- _Exercise instructions_:
Extract all lines in the data that contain the word "Deserialize".

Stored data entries
☆ ☆ ☆ ☆ ☆

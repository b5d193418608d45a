//! Context resolution for inbound messages
//!
//! Turns a decoded gateway event into a `(ContextId, Message)` pair. This is
//! the only place a context id is derived from an inbound event, so every
//! store keyed by context sees the same id for the same conversation.
//! Resolution is total: a malformed event is mislabeled rather than dropped.

use tracing::debug;

use crate::gateway::{Directory, InboundEvent, MessagePayload};
use crate::types::{ContextId, Direction, Enrichment, KeyPrefix, Message, MessageKind};

/// Longest in-band sender token accepted by the `"<sender>: <text>"` fallback
pub const MAX_INBAND_SENDER_LEN: usize = 32;

/// Split `"<token>:<rest>"` into a sender and a trimmed text.
///
/// The token is everything before the first colon, trimmed, and must be
/// 1..=32 characters long.
pub fn split_inband_sender(text: &str) -> Option<(String, String)> {
    let (token, rest) = text.split_once(':')?;
    let token = token.trim();
    let len = token.chars().count();
    if len == 0 || len > MAX_INBAND_SENDER_LEN {
        return None;
    }
    Some((token.to_string(), rest.trim().to_string()))
}

/// Stateless resolver; directory lookups go through the passed [`Directory`]
#[derive(Debug, Clone, Copy, Default)]
pub struct ContextResolver;

impl ContextResolver {
    pub fn new() -> Self {
        Self
    }

    /// Resolve a message event. Non-message events yield `None`.
    pub fn resolve(
        &self,
        event: &InboundEvent,
        directory: &dyn Directory,
    ) -> Option<(ContextId, Message)> {
        match event {
            InboundEvent::ChannelMessage {
                channel_idx,
                payload,
            } => Some(self.resolve_channel(*channel_idx, payload, directory)),
            InboundEvent::ContactMessage {
                pubkey_prefix,
                payload,
            } => Some(self.resolve_contact(pubkey_prefix.as_ref(), payload, directory)),
            InboundEvent::ContactListUpdated(_)
            | InboundEvent::ChannelListUpdated(_)
            | InboundEvent::Connected
            | InboundEvent::Disconnected { .. } => None,
        }
    }

    pub fn resolve_channel(
        &self,
        channel_idx: u32,
        payload: &MessagePayload,
        directory: &dyn Directory,
    ) -> (ContextId, Message) {
        let context = ContextId::Channel(channel_idx);
        let channel_name = directory.channel_name(channel_idx);

        let explicit = payload
            .sender
            .clone()
            .filter(|name| !name.trim().is_empty())
            .or_else(|| channel_name.clone());

        let (display_sender, text) = match explicit {
            Some(sender) => (Some(sender), payload.text.clone()),
            None => match split_inband_sender(&payload.text) {
                Some((sender, text)) => (Some(sender), text),
                None => (None, payload.text.clone()),
            },
        };

        debug!("Resolved channel message for {}", context);

        let message = Message {
            context: context.clone(),
            direction: Direction::Inbound,
            display_sender,
            text,
            timestamp: payload.effective_timestamp(),
            kind: MessageKind::Channel,
            channel_idx: Some(channel_idx),
            pubkey_prefix: None,
            enrichment: Enrichment {
                channel_name,
                sender_name: None,
            },
        };
        (context, message)
    }

    pub fn resolve_contact(
        &self,
        pubkey_prefix: Option<&KeyPrefix>,
        payload: &MessagePayload,
        directory: &dyn Directory,
    ) -> (ContextId, Message) {
        let prefix = pubkey_prefix.cloned().unwrap_or_else(KeyPrefix::unknown);
        let context = ContextId::Contact(prefix.clone());

        let sender_name = match directory.contact(&prefix) {
            Some(contact) => contact.display_name(),
            None => prefix.label(),
        };

        debug!("Resolved direct message for {}", context);

        let message = Message {
            context: context.clone(),
            direction: Direction::Inbound,
            display_sender: Some(sender_name.clone()),
            text: payload.text.clone(),
            timestamp: payload.effective_timestamp(),
            kind: MessageKind::Private,
            channel_idx: None,
            pubkey_prefix: Some(prefix),
            enrichment: Enrichment {
                channel_name: None,
                sender_name: Some(sender_name),
            },
        };
        (context, message)
    }
}
impl<G: DeviceGateway> TuiManager<G> {
    /// Take over the terminal
    pub fn new(client: MeshClient<G>, tick_rate: Duration) -> Result<Self> {
        enable_raw_mode().context("Failed to enable raw mode")?;
        let mut stdout = std::io::stdout();
        stdout
            .execute(EnterAlternateScreen)
            .context("Failed to enter alternate screen")?;

        let backend = CrosstermBackend::new(stdout);
        let terminal = Terminal::new(backend).context("Failed to create terminal")?;

        Ok(Self {
            terminal,
            tui_app: TuiApp::new(),
            client,
            tick_rate,
        })
    }

    /// Run the TUI main loop
    pub async fn run(&mut self) -> Result<()> {
        let mut last_tick = Instant::now();
        info!("Starting TUI main loop");

        loop {
            // Handle terminal events
            let timeout = self.tick_rate.saturating_sub(last_tick.elapsed());
            if event::poll(timeout).map_err(|e| CliError::UI(format!("Event poll failed: {}", e)))? {
                if let Event::Key(key) = event::read()
                    .map_err(|e| CliError::UI(format!("Failed to read event: {}", e)))?
                {
                    if key.kind == KeyEventKind::Press {
                        if let Some(action) = self.tui_app.handle_key(key) {
                            self.perform(action).await;
                        }
                    }
                }
            }

            // Apply device events delivered since the last pass
            let handled = self.client.poll_events();
            if handled > 0 {
                debug!("Applied {} device events", handled);
            }

            if self.tui_app.should_quit() {
                break;
            }

            if last_tick.elapsed() >= self.tick_rate {
                let roster_len = self.client.engine().roster_view().len();
                self.tui_app.set_roster_len(roster_len);

                let tui_app = &self.tui_app;
                let engine = self.client.engine();
                self.terminal
                    .draw(|f| Self::render_ui_static(f, tui_app, engine))
                    .map_err(|e| CliError::UI(format!("Failed to draw terminal: {}", e)))?;
                last_tick = Instant::now();
            }
        }

        info!("TUI main loop finished");
        Ok(())
    }

    /// Apply one key action to the client
    async fn perform(&mut self, action: UiAction) {
        match action {
            UiAction::Submit(line) => self.client.submit(&line).await,
            UiAction::ActivateEntry(index) => {
                let entry = self.client.engine().roster_view().into_iter().nth(index);
                if let Some(entry) = entry {
                    self.client.engine_mut().activate(&entry.context);
                }
            }
            UiAction::NextTab => {
                self.client.engine_mut().next();
            }
            UiAction::PreviousTab => {
                self.client.engine_mut().previous();
            }
            UiAction::NextUnread => {
                if self.client.engine_mut().next_with_unread().is_none() {
                    self.client
                        .engine_mut()
                        .notify(Severity::Info, "No unread messages");
                }
            }
            UiAction::CloseTab => {
                let engine = self.client.engine_mut();
                if let Some(active) = engine.active().cloned() {
                    engine.close(&active);
                }
            }
            UiAction::ToggleFavorite => {
                let engine = self.client.engine_mut();
                let active = engine.active().cloned();
                let toggled = match active {
                    Some(context) => engine.toggle_favorite(&context),
                    None => None,
                };
                if toggled.is_none() {
                    engine.notify(Severity::Warning, "Select a contact first");
                }
            }
            UiAction::SearchChanged(query) => self.client.engine_mut().set_search(query),
            UiAction::AddChannel(input) => match ChannelSpec::parse(&input) {
                Some(spec) => self.client.add_channel(&spec).await,
                None => self.warn(CHANNEL_NAME_FIRST),
            },
            UiAction::EditChannel(input) => {
                match (self.client.engine().active_channel(), ChannelSpec::parse(&input)) {
                    (None, _) => self.warn("Select a channel to edit"),
                    (Some(_), None) => self.warn(CHANNEL_NAME_FIRST),
                    (Some(idx), Some(spec)) => self.client.edit_channel(idx, &spec).await,
                }
            }
            UiAction::DeleteChannel => match self.client.engine().active_channel() {
                Some(idx) => self.client.delete_channel(idx).await,
                None => self.warn("Select a channel to delete"),
            },
        }
    }

    fn warn(&mut self, message: &str) {
        self.client.engine_mut().notify(Severity::Warning, message);
    }

    // ----- Rendering -----

    /// Render the complete UI
    fn render_ui_static(frame: &mut Frame, tui_app: &TuiApp, engine: &ConversationEngine) {
        let main_layout = Layout::default()
            .direction(Direction::Vertical)
            .constraints([
                Constraint::Min(0),    // Sidebar and conversation
                Constraint::Length(3), // Input
                Constraint::Length(1), // Status
            ])
            .split(frame.area());

        let body = Layout::default()
            .direction(Direction::Horizontal)
            .constraints([
                Constraint::Percentage(SIDEBAR_PERCENT),
                Constraint::Percentage(100 - SIDEBAR_PERCENT),
            ])
            .split(main_layout[0]);

        let conversation = Layout::default()
            .direction(Direction::Vertical)
            .constraints([Constraint::Length(3), Constraint::Min(0)])
            .split(body[1]);

        Self::render_sidebar_static(frame, body[0], tui_app, engine);
        Self::render_tab_strip_static(frame, conversation[0], engine);
        Self::render_timeline_static(frame, conversation[1], engine);
        Self::render_input_static(frame, main_layout[1], tui_app);
        Self::render_status_bar_static(frame, main_layout[2], engine);

        if tui_app.show_help {
            Self::render_help_overlay_static(frame);
        }
    }

    /// Render the search line and the channel/contact list
    fn render_sidebar_static(
        frame: &mut Frame,
        area: Rect,
        tui_app: &TuiApp,
        engine: &ConversationEngine,
    ) {
        let layout = Layout::default()
            .direction(Direction::Vertical)
            .constraints([Constraint::Length(3), Constraint::Min(0)])
            .split(area);

        let search_style = if tui_app.focus == Focus::Search {
            Style::default().fg(Color::White)
        } else {
            Style::default().fg(Color::Gray)
        };
        let search = Paragraph::new(format!("/ {}", tui_app.search_buffer))
            .style(search_style)
            .block(Block::default().borders(Borders::ALL).title("Search"));
        frame.render_widget(search, layout[0]);

        let items: Vec<ListItem> = engine
            .roster_view()
            .into_iter()
            .map(|entry| {
                let mark = if entry.favorite { FAVORITE_MARK } else { " " };
                let mut spans = vec![
                    Span::styled(mark, Style::default().fg(Color::Yellow)),
                    Span::raw(" "),
                    Span::raw(entry.label),
                ];
                if entry.badge > 0 {
                    spans.push(Span::styled(
                        format!(" ({})", entry.badge),
                        Style::default().fg(Color::Magenta).bold(),
                    ));
                }
                ListItem::new(Line::from(spans))
            })
            .collect();

        let border_style = if tui_app.focus == Focus::Roster {
            Style::default().fg(Color::Cyan)
        } else {
            Style::default()
        };
        let list = List::new(items)
            .block(
                Block::default()
                    .borders(Borders::ALL)
                    .border_style(border_style)
                    .title("Channels & Contacts")
                    .title_style(Style::default().fg(Color::Green)),
            )
            .highlight_style(Style::default().bg(Color::DarkGray));

        let mut roster_state = tui_app.roster_state.clone();
        frame.render_stateful_widget(list, layout[1], &mut roster_state);
    }

    /// Render the open tabs with their unread badges
    fn render_tab_strip_static(frame: &mut Frame, area: Rect, engine: &ConversationEngine) {
        let tabs = engine.tab_strip();
        let selected = tabs.iter().position(|tab| tab.active).unwrap_or(tabs.len());
        let titles: Vec<Line> = tabs
            .into_iter()
            .map(|tab| {
                if tab.badge > 0 {
                    Line::from(format!("{} ({})", tab.label, tab.badge))
                } else {
                    Line::from(tab.label)
                }
            })
            .collect();

        let strip = Tabs::new(titles)
            .block(
                Block::default()
                    .borders(Borders::ALL)
                    .title("meshrc")
                    .title_style(Style::default().fg(Color::Cyan).bold()),
            )
            .select(selected)
            .style(Style::default().fg(Color::White))
            .highlight_style(Style::default().bg(Color::Blue).fg(Color::White).bold());

        frame.render_widget(strip, area);
    }

    /// Render the grouped timeline, newest lines at the bottom
    fn render_timeline_static(frame: &mut Frame, area: Rect, engine: &ConversationEngine) {
        let lines = engine.view_lines();
        let visible = area.height.saturating_sub(2) as usize;
        let skip = lines.len().saturating_sub(visible);

        let items: Vec<ListItem> = lines[skip..]
            .iter()
            .map(|line| {
                let sender_style = direction_style(line.direction).bold();
                ListItem::new(Line::from(vec![
                    Span::styled(
                        format!("{:<5} ", line.time.as_deref().unwrap_or("")),
                        Style::default().fg(Color::DarkGray),
                    ),
                    Span::styled(
                        format!("{:>10}", line.sender.as_deref().unwrap_or("")),
                        sender_style,
                    ),
                    Span::styled(" │ ", Style::default().fg(Color::DarkGray)),
                    Span::raw(line.text.clone()),
                ]))
            })
            .collect();

        let title = engine
            .active()
            .map(|context| engine.label_for(context))
            .unwrap_or_else(|| "No conversation selected".to_string());
        let timeline = List::new(items).block(
            Block::default()
                .borders(Borders::ALL)
                .title(title)
                .title_style(Style::default().fg(Color::Yellow)),
        );

        frame.render_widget(timeline, area);
    }

    /// Render input area
    fn render_input_static(frame: &mut Frame, area: Rect, tui_app: &TuiApp) {
        let input_style = match tui_app.focus {
            Focus::Input => Style::default().fg(Color::White),
            _ => Style::default().fg(Color::Gray),
        };

        let input = Paragraph::new(format!("> {}", tui_app.input_buffer))
            .style(input_style)
            .block(
                Block::default()
                    .borders(Borders::ALL)
                    .title(tui_app.focus.title())
                    .title_style(Style::default().fg(Color::Yellow)),
            );

        frame.render_widget(input, area);

        if tui_app.focus == Focus::Input {
            frame.set_cursor_position((area.x + tui_app.input_cursor as u16 + 3, area.y + 1));
        }
    }

    /// Render connection state and the latest notification
    fn render_status_bar_static(frame: &mut Frame, area: Rect, engine: &ConversationEngine) {
        let state = engine.connection_state();
        let mut spans = vec![
            Span::styled(format!("[{}]", state.as_str()), connection_style(state)),
            Span::raw(" "),
        ];
        match engine.latest_notification() {
            Some(notification) => spans.push(Span::styled(
                notification.message.clone(),
                severity_style(notification.severity),
            )),
            None => spans.push(Span::styled(
                "F1: Help | Ctrl+Q: Quit",
                Style::default().fg(Color::Gray),
            )),
        }

        frame.render_widget(Paragraph::new(Line::from(spans)), area);
    }

    /// Render help overlay
    fn render_help_overlay_static(frame: &mut Frame) {
        let area = centered_rect(70, 70, frame.area());

        let help_text = "meshrc Help\n\n\
            Navigation:\n\
            • Ctrl+N / Ctrl+P: Next / previous tab\n\
            • Alt+A: Next tab with unread messages\n\
            • Ctrl+W: Close the current tab\n\
            • Tab: Move between input and the list\n\
            • ↑/↓ and Enter: Pick a channel or contact\n\
            • Ctrl+S: Search contacts\n\
            • Ctrl+F: Star or unstar the current contact\n\
            • Ctrl+A: Add a channel named by the input line (name [key])\n\
            • Ctrl+E: Rename the current channel to the input line\n\
            • Ctrl+D: Delete the current channel\n\
            • F1: Toggle this help\n\
            • Ctrl+Q: Quit\n\n\
            Commands:\n\
            • /status or /rs: Request status from the contact\n\
            • /login <password>: Log in to a repeater\n\
            • /logout: Log out of a repeater\n\
            • /trace [a1,0f,...]: Trace a path of hops";

        let help_paragraph = Paragraph::new(help_text)
            .block(
                Block::default()
                    .borders(Borders::ALL)
                    .title("Help")
                    .title_style(Style::default().fg(Color::Cyan).bold()),
            )
            .alignment(Alignment::Left)
            .wrap(Wrap { trim: true })
            .style(Style::default().bg(Color::Black));

        frame.render_widget(Clear, area);
        frame.render_widget(help_paragraph, area);
    }
}
//! Device gateway boundary
//!
//! The mesh protocol driver (serial, TCP or BLE link plus command framing) is
//! an external collaborator. The core only sees it through [`DeviceGateway`]:
//! a closed union of already-decoded inbound events, a set of async commands,
//! and read access to the device's channel and contact directories.

use core::fmt;
use std::sync::Mutex;

use async_trait::async_trait;
use serde::{Deserialize, Serialize};
use serde_json::{Map, Value};
use tokio::sync::mpsc;

use crate::commands::TracePath;
use crate::errors::GatewayError;
use crate::types::{Channel, Contact, KeyPrefix, UnixSeconds};

/// Result type for gateway calls
pub type GatewayResult<T> = std::result::Result<T, GatewayError>;

/// Receiving half of an event subscription
pub type EventReceiver = mpsc::UnboundedReceiver<InboundEvent>;

// ----------------------------------------------------------------------------
// Inbound Events
// ----------------------------------------------------------------------------

/// Decoded body of a chat message as delivered by the device.
///
/// Fields the core does not interpret are kept in `extra` and passed through
/// to the message logs untouched.
#[derive(Debug, Clone, Default, PartialEq, Serialize, Deserialize)]
pub struct MessagePayload {
    #[serde(default)]
    pub text: String,
    #[serde(default, skip_serializing_if = "Option::is_none")]
    pub sender_timestamp: Option<UnixSeconds>,
    #[serde(default, skip_serializing_if = "Option::is_none")]
    pub timestamp: Option<UnixSeconds>,
    /// Explicit sender name, when the device supplies one
    #[serde(default, skip_serializing_if = "Option::is_none")]
    pub sender: Option<String>,
    #[serde(flatten)]
    pub extra: Map<String, Value>,
}

impl MessagePayload {
    pub fn text(text: impl Into<String>) -> Self {
        Self {
            text: text.into(),
            ..Default::default()
        }
    }

    pub fn with_timestamp(mut self, timestamp: UnixSeconds) -> Self {
        self.timestamp = Some(timestamp);
        self
    }

    /// Sender clock if present, else the receive timestamp
    pub fn effective_timestamp(&self) -> Option<UnixSeconds> {
        self.sender_timestamp.or(self.timestamp)
    }
}

/// Every event kind the device gateway can deliver
#[derive(Debug, Clone, PartialEq)]
pub enum InboundEvent {
    ContactMessage {
        pubkey_prefix: Option<KeyPrefix>,
        payload: MessagePayload,
    },
    ChannelMessage {
        channel_idx: u32,
        payload: MessagePayload,
    },
    ContactListUpdated(Vec<Contact>),
    ChannelListUpdated(Vec<Channel>),
    Connected,
    Disconnected {
        reason: Option<String>,
    },
}

/// Subscription key for [`InboundEvent`] variants
#[derive(Debug, Clone, Copy, PartialEq, Eq, Hash)]
pub enum EventKind {
    ContactMessage,
    ChannelMessage,
    ContactListUpdated,
    ChannelListUpdated,
    Connected,
    Disconnected,
}

impl EventKind {
    pub const ALL: &'static [EventKind] = &[
        EventKind::ContactMessage,
        EventKind::ChannelMessage,
        EventKind::ContactListUpdated,
        EventKind::ChannelListUpdated,
        EventKind::Connected,
        EventKind::Disconnected,
    ];
}

impl InboundEvent {
    pub fn kind(&self) -> EventKind {
        match self {
            Self::ContactMessage { .. } => EventKind::ContactMessage,
            Self::ChannelMessage { .. } => EventKind::ChannelMessage,
            Self::ContactListUpdated(_) => EventKind::ContactListUpdated,
            Self::ChannelListUpdated(_) => EventKind::ChannelListUpdated,
            Self::Connected => EventKind::Connected,
            Self::Disconnected { .. } => EventKind::Disconnected,
        }
    }
}

// ----------------------------------------------------------------------------
// Directory
// ----------------------------------------------------------------------------

/// Read access to the device-maintained channel and contact lists
pub trait Directory {
    fn channel(&self, idx: u32) -> Option<Channel>;
    fn contact(&self, prefix: &KeyPrefix) -> Option<Contact>;

    /// Current display name of a channel, if it has a non-empty one
    fn channel_name(&self, idx: u32) -> Option<String> {
        self.channel(idx)
            .map(|channel| channel.name)
            .filter(|name| !name.is_empty())
    }
}

// ----------------------------------------------------------------------------
// Device Gateway
// ----------------------------------------------------------------------------

/// Commands and subscriptions offered by a connected mesh device
#[async_trait]
pub trait DeviceGateway: Directory + Send + Sync {
    /// Subscribe to the given event kinds. Events arrive in delivery order.
    fn subscribe(&self, kinds: &[EventKind]) -> EventReceiver;

    /// Name the device advertises for the local node
    fn self_name(&self) -> Option<String>;

    async fn send_channel_message(&self, idx: u32, text: &str) -> GatewayResult<()>;
    async fn send_direct_message(&self, contact: &Contact, text: &str) -> GatewayResult<()>;
    async fn get_contacts(&self) -> GatewayResult<Vec<Contact>>;
    /// `Ok(None)` when the slot is not configured
    async fn get_channel(&self, idx: u32) -> GatewayResult<Option<Channel>>;
    /// Write a channel slot. An empty `name` clears the slot.
    async fn set_channel(&self, idx: u32, name: &str, key: Option<&str>) -> GatewayResult<()>;
    /// Next message queued on the device while the client was away
    async fn fetch_pending(&self) -> GatewayResult<Option<InboundEvent>>;
    async fn status_request(&self, contact: &Contact) -> GatewayResult<()>;
    async fn login(&self, contact: &Contact, secret: &str) -> GatewayResult<()>;
    async fn logout(&self, contact: &Contact) -> GatewayResult<()>;
    async fn trace(&self, path: &TracePath) -> GatewayResult<()>;
}

// ----------------------------------------------------------------------------
// Transport Selection
// ----------------------------------------------------------------------------

/// Default serial baud rate
pub const DEFAULT_BAUDRATE: u32 = 115_200;
/// Default TCP port of a networked companion device
pub const DEFAULT_TCP_PORT: u16 = 4403;

/// Link used to reach the device; exactly one is selected per session
#[derive(Debug, Clone, PartialEq, Eq, Serialize, Deserialize)]
#[serde(tag = "type", rename_all = "lowercase")]
pub enum TransportConfig {
    Serial { port: String, baudrate: u32 },
    Tcp { host: String, port: u16 },
    Ble { address: String },
}

impl TransportConfig {
    pub fn kind(&self) -> &'static str {
        match self {
            Self::Serial { .. } => "serial",
            Self::Tcp { .. } => "tcp",
            Self::Ble { .. } => "ble",
        }
    }
}

impl fmt::Display for TransportConfig {
    fn fmt(&self, f: &mut fmt::Formatter<'_>) -> fmt::Result {
        match self {
            Self::Serial { port, baudrate } => write!(f, "serial {port} @ {baudrate}"),
            Self::Tcp { host, port } => write!(f, "tcp {host}:{port}"),
            Self::Ble { address } => write!(f, "ble {address}"),
        }
    }
}

/// Opens a gateway for a transport configuration
#[async_trait]
pub trait GatewayConnector: Send + Sync {
    type Gateway: DeviceGateway;

    async fn connect(&self, config: &TransportConfig) -> GatewayResult<Self::Gateway>;
}

// ----------------------------------------------------------------------------
// Offline Gateway
// ----------------------------------------------------------------------------

/// Gateway used when no device could be reached.
///
/// It delivers no events, knows no contacts or channels, and rejects every
/// command with [`GatewayError::Disconnected`], so the client stays usable
/// and every outbound attempt is reported.
#[derive(Debug, Default)]
pub struct OfflineGateway {
    // Subscriptions stay open for the life of the gateway
    subscribers: Mutex<Vec<mpsc::UnboundedSender<InboundEvent>>>,
}

impl OfflineGateway {
    pub fn new() -> Self {
        Self::default()
    }
}

impl Directory for OfflineGateway {
    fn channel(&self, _idx: u32) -> Option<Channel> {
        None
    }

    fn contact(&self, _prefix: &KeyPrefix) -> Option<Contact> {
        None
    }
}

#[async_trait]
impl DeviceGateway for OfflineGateway {
    fn subscribe(&self, _kinds: &[EventKind]) -> EventReceiver {
        let (sender, receiver) = mpsc::unbounded_channel();
        if let Ok(mut subscribers) = self.subscribers.lock() {
            subscribers.push(sender);
        }
        receiver
    }

    fn self_name(&self) -> Option<String> {
        None
    }

    async fn send_channel_message(&self, _idx: u32, _text: &str) -> GatewayResult<()> {
        Err(GatewayError::Disconnected)
    }

    async fn send_direct_message(&self, _contact: &Contact, _text: &str) -> GatewayResult<()> {
        Err(GatewayError::Disconnected)
    }

    async fn get_contacts(&self) -> GatewayResult<Vec<Contact>> {
        Err(GatewayError::Disconnected)
    }

    async fn get_channel(&self, _idx: u32) -> GatewayResult<Option<Channel>> {
        Err(GatewayError::Disconnected)
    }

    async fn set_channel(&self, _idx: u32, _name: &str, _key: Option<&str>) -> GatewayResult<()> {
        Err(GatewayError::Disconnected)
    }

    async fn fetch_pending(&self) -> GatewayResult<Option<InboundEvent>> {
        Ok(None)
    }

    async fn status_request(&self, _contact: &Contact) -> GatewayResult<()> {
        Err(GatewayError::Disconnected)
    }

    async fn login(&self, _contact: &Contact, _secret: &str) -> GatewayResult<()> {
        Err(GatewayError::Disconnected)
    }

    async fn logout(&self, _contact: &Contact) -> GatewayResult<()> {
        Err(GatewayError::Disconnected)
    }

    async fn trace(&self, _path: &TracePath) -> GatewayResult<()> {
        Err(GatewayError::Disconnected)
    }
}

☆ ☆ ☆ ☆ ☆

- _Reply_:
use serde::{Deserialize, Serialize};
#[derive(Debug, Clone, Default, PartialEq, Serialize, Deserialize)]
#[derive(Debug, Clone, PartialEq, Eq, Serialize, Deserialize)]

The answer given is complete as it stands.